No contamos con un consejo de ancianos, ni con un órgano colegiado
multidisciplinar. Ni siquiera los grandes autores, desde su individualidad, han
sido capaces de registrar un sistema de obligaciones y sanciones.
Pues eso: cuando alguien os quiera explicar qué
normas rigen el género, echad unas risas y pasad a otra cosa. Que el autor
puede ser didáctico o no, rellenar lagunas o valerse cien por cien de la ficción,
ser riguroso históricamente hasta el extremo o inventarse un nuevo estilo,
priorizar el entretenimiento o buscar la reflexión. O sea, creo que las novelas
han de juzgarse de forma subjetiva y de acuerdo con las impresiones que causan:
cada lector es juez; y su sentencia, tan válida como la de cualquier otro juez.
¿Persuadir de una lectura? O mucho peor: ¿disuadir de ella? Ya me libraré yo de
suponer gustos ajenos sobre la base de mis propios gustos. Lo que escribo aquí
son mis impresiones, y no espero que coincidan en lo más mínimo con las
impresiones de cualquier otro lector, que habrá formado su capacidad crítica y
su sensibilidad al arte a lo largo de una vida que no es la mía, y que por
tanto no coincide en experiencias, imaginación, sueños, expectativas, gustos,
amores y fobias. De hecho, creo que es más fácil hallar semejanzas entre
autores que entre lectores. Evidentemente, no es el caso de Posteguillo.

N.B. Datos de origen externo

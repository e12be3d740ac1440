//! Proctor CLI - Command-line interface for Proctor Flux
//!
//! Commands:
//! - extract: Reduce recorded input records to window reports
//! - calibrate: Build per-question metric rows and a calibration baseline
//! - features: Print the feature names of a layout
//! - replay: Re-submit recorded input records to a scoring endpoint

use clap::{Parser, Subcommand, ValueEnum};
use std::fs;
use std::io::{self, Read, Write};
use std::path::{Path, PathBuf};
use std::process::ExitCode;

use chrono::Utc;
use tracing::{info, warn};
use tracing_subscriber::layer::SubscriberExt;
use tracing_subscriber::util::SubscriberInitExt;
use tracing_subscriber::EnvFilter;

use proctor_flux::baseline::BaselineStore;
use proctor_flux::config::{LogConfig, ProctorConfig};
use proctor_flux::encoder::{metric_rows, SessionIdentity, SubmissionEncoder};
use proctor_flux::features::FeatureLayout;
use proctor_flux::schema::{InputAdapter, InputRecord, Windowing, SCHEMA_VERSION};
use proctor_flux::transport::{HttpSubmitter, SubmissionQueue};
use proctor_flux::types::WindowReport;
use proctor_flux::{ProctorError, PROCTOR_VERSION};

/// Proctor - behavioral feature extraction for exam proctoring
#[derive(Parser)]
#[command(name = "proctor")]
#[command(author = "Synheart AI Inc")]
#[command(version = PROCTOR_VERSION)]
#[command(about = "Turn recorded keystroke and pointer input into feature vectors", long_about = None)]
struct Cli {
    /// Config file (JSON); defaults are used when absent
    #[arg(long, global = true)]
    config: Option<PathBuf>,

    #[command(subcommand)]
    command: Commands,
}

#[derive(Subcommand)]
enum Commands {
    /// Reduce input records to window reports
    Extract {
        /// Input file path (use - for stdin)
        #[arg(short, long, default_value = "-")]
        input: PathBuf,

        /// Output file path (use - for stdout)
        #[arg(short, long, default_value = "-")]
        output: PathBuf,

        #[command(flatten)]
        windows: WindowArgs,

        /// Output format
        #[arg(long, default_value = "ndjson")]
        output_format: OutputFormat,
    },

    /// Build per-question behavioral metric rows from a calibration recording
    Calibrate {
        /// Input file path (use - for stdin)
        #[arg(short, long, default_value = "-")]
        input: PathBuf,

        #[arg(long)]
        calibration_session_id: String,

        #[arg(long)]
        student_id: String,

        /// Add the windows to this baseline file, creating it if needed
        #[arg(long)]
        baselines: Option<PathBuf>,
    },

    /// Print the feature names of a layout
    Features {
        #[arg(value_enum)]
        layout: LayoutArg,

        /// Output as a JSON array
        #[arg(long)]
        json: bool,
    },

    /// Submit recorded input records window by window
    Replay {
        /// Input file path (use - for stdin)
        #[arg(short, long, default_value = "-")]
        input: PathBuf,

        #[command(flatten)]
        windows: WindowArgs,

        #[arg(long)]
        student_id: String,

        #[arg(long)]
        session_id: String,

        /// Scoring endpoint; overrides transport.endpoint from the config
        #[arg(long)]
        endpoint: Option<String>,

        /// Print payloads instead of submitting them
        #[arg(long)]
        dry_run: bool,
    },
}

Posteguillo es libre porque solo se obedece a sí mismo. En otras palabras,
hace lo que quiere. Lo hace porque puede, sí, pero también puede porque quiere.
Así que, si alguien pretende seguir sus pasos, empiece por actuar de acuerdo
consigo mismo, no por agradar a las tropas de parásitos que revolotean sobre la
Novela Histórica. Y si otro alguien pretende derribar a nuestro héroe de su
merecido pedestal, hágase leer por cientos de miles de lectores y rellene su
vitrina de premios. Después hablamos.
Más mérito para el cursus honorum: resulta que Posteguillo es un valenciano que
escribe en castellano. Poco más o menos equivalente a ser siria y llegar a
emperatriz de Roma. Figurar como uno de los autores españoles más leídos no ha
sido óbice para que algún que otro responsable cultural de la Terreta haya
denostado la facilidad posteguilliana en la acumulación de lectores y premios[3].
Esto es algo que concierne a la cara fea de lo valenciano, a cómo los sectores
oficiales de la cultura prefieren ignorar o despreciar a quienes, como Posteguillo,
escriben en una de las lenguas más extendidas del planeta. No en vano, hace muy
poco que Blasco Ibáñez recibió el reconocimiento oficial de la cultura
valenciana, y solo tras haberse traducido su obra —lo cual me parece genial— y previa
aclaración por uno de los voceros del oficialismo de que don Vicente, a pesar
de ese defectillo de escribir en una lengua ajena, pensaba en valenciano —con
dos cojones y un tambor—. En fin, Supongo que unos y otros, los autoproclamados
críticos especialistas en Novela Histórica y los prebostes autonómicos de la
cultura subvencionada, valorarían más a Posteguillo si escribiera obras cuyos
lectores no pasaran de doce o catorce. Pero no es así, se siente. Uno puede
emplear medio día en escribir una filípica profusa y razonada, o invertir dos
millones de euros en planes de fomento de la lectura con discriminación
positiva: el resultado es siempre vano para la literatura, porque de donde no
hay no se puede sacar. Pero Posteguillo chasca los dedos y crea cien lectores.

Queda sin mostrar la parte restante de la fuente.